• _Problem to solve_
Show every line in the records below that contains the word "portcfg".

[Saved entries]
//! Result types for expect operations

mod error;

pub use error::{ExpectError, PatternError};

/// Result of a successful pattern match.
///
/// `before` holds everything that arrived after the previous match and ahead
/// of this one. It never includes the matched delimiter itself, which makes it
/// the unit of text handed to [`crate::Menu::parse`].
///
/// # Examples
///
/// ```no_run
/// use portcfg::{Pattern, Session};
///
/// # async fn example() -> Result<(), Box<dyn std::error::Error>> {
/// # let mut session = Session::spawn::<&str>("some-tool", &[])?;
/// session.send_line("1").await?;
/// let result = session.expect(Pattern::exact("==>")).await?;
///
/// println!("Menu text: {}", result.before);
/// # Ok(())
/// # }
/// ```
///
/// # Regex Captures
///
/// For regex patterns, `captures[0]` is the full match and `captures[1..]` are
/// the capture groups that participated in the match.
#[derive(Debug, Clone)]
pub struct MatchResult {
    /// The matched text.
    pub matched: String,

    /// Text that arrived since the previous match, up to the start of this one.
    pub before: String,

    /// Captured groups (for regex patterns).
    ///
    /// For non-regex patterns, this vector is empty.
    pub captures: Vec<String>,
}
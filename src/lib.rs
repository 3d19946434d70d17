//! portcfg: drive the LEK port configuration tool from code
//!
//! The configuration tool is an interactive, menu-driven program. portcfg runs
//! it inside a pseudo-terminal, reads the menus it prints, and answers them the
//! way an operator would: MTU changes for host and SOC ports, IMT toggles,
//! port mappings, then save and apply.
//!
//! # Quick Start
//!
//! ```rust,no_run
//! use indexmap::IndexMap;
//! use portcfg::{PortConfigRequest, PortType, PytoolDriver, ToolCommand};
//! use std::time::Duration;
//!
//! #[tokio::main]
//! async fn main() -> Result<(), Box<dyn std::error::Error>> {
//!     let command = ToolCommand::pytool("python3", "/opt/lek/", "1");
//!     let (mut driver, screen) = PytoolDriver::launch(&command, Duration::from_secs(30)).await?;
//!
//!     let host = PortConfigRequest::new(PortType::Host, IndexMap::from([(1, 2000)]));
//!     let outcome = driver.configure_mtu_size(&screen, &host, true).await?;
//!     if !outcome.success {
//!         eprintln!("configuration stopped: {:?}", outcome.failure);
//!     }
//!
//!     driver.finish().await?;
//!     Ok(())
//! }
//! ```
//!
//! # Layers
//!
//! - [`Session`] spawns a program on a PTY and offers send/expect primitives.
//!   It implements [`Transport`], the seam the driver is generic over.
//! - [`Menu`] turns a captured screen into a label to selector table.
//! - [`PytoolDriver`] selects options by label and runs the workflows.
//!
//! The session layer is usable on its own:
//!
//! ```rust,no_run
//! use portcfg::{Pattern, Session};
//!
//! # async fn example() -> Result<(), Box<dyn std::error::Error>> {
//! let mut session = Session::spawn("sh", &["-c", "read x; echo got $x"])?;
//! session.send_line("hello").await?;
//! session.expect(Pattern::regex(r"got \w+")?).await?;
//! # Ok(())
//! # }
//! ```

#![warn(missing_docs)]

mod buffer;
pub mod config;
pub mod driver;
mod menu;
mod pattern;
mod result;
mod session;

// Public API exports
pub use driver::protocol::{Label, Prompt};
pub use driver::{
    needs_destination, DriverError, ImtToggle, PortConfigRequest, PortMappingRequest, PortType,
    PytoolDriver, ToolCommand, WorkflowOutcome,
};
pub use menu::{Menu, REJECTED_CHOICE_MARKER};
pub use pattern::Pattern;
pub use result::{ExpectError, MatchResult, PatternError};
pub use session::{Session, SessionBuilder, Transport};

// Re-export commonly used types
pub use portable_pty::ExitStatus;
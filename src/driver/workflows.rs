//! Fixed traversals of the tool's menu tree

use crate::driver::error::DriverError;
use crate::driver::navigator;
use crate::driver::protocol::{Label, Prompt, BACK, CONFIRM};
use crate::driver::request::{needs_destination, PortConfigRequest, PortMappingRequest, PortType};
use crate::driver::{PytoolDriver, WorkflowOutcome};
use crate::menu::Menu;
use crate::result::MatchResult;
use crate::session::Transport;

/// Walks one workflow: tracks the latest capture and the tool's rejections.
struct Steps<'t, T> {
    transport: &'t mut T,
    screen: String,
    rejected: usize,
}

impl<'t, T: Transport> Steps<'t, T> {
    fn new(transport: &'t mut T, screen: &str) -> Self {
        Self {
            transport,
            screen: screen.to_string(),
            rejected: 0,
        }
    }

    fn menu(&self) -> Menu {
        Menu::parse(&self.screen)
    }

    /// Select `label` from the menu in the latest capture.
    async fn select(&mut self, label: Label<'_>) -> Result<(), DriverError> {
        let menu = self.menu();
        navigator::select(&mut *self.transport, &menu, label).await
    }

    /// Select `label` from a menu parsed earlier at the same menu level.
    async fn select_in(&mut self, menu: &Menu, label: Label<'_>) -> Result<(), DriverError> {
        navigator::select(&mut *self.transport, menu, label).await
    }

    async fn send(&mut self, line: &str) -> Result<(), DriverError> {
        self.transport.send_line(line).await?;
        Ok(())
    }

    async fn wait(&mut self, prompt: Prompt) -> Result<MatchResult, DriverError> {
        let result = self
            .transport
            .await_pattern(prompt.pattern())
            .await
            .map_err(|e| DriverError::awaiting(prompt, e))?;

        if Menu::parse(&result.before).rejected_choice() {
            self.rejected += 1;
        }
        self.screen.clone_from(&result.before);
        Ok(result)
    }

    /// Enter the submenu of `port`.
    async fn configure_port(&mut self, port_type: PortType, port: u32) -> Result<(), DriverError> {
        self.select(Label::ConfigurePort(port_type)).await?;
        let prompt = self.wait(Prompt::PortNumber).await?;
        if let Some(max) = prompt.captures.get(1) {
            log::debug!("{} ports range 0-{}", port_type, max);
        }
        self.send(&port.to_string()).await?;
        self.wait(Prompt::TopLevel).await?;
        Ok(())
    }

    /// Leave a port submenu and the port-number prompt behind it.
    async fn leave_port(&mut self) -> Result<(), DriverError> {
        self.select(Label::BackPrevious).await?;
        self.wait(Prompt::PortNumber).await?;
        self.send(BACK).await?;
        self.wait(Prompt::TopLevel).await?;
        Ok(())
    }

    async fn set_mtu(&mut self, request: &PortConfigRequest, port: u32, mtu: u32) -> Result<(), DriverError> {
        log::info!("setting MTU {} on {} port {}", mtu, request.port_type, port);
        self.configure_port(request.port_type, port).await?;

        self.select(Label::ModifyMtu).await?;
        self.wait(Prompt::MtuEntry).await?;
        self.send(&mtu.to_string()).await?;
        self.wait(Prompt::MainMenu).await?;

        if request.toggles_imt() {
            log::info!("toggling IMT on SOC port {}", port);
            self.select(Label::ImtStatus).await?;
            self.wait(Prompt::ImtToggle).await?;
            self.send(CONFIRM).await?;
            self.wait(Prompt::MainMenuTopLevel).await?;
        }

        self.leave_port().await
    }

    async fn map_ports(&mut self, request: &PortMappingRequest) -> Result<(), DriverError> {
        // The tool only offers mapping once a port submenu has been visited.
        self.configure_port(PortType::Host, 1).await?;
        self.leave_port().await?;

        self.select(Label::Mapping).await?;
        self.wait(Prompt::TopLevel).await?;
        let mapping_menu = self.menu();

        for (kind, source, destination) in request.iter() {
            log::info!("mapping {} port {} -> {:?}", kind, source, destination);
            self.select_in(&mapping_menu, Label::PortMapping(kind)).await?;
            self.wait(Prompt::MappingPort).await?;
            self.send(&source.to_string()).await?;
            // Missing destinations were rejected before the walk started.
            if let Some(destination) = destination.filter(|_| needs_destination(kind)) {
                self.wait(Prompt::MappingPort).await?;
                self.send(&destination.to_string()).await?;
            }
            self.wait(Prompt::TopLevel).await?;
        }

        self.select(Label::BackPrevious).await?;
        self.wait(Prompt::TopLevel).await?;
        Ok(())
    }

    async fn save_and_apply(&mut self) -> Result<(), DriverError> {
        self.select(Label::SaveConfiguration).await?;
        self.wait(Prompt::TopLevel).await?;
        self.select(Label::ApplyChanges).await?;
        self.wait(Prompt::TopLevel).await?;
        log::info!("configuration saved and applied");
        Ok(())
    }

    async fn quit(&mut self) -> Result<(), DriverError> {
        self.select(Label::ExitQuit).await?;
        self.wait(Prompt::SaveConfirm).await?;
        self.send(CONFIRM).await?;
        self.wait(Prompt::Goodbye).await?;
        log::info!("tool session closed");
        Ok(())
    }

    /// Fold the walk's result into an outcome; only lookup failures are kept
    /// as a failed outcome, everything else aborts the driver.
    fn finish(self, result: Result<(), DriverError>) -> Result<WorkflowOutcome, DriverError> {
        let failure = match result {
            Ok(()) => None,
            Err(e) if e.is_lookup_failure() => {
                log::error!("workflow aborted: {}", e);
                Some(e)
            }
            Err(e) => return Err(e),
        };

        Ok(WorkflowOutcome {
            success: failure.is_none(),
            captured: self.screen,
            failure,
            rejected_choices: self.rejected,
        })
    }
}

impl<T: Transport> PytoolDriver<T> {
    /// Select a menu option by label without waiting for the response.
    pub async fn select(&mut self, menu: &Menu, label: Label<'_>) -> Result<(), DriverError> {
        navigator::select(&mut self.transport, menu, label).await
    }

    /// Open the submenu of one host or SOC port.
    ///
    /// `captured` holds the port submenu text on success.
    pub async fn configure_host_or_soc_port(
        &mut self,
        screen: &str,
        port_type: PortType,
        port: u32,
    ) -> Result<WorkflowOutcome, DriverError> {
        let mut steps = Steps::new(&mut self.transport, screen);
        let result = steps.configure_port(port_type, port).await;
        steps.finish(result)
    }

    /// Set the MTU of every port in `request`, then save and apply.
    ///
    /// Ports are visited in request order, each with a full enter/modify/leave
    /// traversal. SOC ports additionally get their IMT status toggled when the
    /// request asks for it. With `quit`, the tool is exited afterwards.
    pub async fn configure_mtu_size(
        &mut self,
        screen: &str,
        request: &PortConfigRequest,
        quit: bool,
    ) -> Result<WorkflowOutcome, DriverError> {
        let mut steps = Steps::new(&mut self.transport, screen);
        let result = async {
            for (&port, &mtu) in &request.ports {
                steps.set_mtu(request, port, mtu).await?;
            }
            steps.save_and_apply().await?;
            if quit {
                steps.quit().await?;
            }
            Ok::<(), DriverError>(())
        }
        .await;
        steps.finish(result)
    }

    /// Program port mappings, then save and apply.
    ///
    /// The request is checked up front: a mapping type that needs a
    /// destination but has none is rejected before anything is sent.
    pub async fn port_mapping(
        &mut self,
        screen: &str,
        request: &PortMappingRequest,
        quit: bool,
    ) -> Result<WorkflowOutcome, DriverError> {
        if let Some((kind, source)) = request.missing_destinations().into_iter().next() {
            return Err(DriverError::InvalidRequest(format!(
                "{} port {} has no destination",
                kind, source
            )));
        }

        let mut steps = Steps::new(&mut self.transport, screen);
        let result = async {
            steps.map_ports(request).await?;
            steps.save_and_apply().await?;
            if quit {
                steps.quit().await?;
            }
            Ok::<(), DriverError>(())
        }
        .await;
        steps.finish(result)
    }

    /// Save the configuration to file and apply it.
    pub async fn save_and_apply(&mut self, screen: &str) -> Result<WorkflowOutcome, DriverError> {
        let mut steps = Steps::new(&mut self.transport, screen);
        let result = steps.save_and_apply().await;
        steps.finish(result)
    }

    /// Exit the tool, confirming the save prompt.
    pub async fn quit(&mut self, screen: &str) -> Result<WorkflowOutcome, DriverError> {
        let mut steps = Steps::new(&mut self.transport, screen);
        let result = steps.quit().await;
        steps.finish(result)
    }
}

• _Expected answer_
/// use portcfg::{Pattern, Session};
//! portcfg: drive the LEK port configuration tool from code
//! The configuration tool is an interactive, menu-driven program. portcfg runs
//! use portcfg::{PortConfigRequest, PortType, PytoolDriver, ToolCommand};
//! use portcfg::{Pattern, Session};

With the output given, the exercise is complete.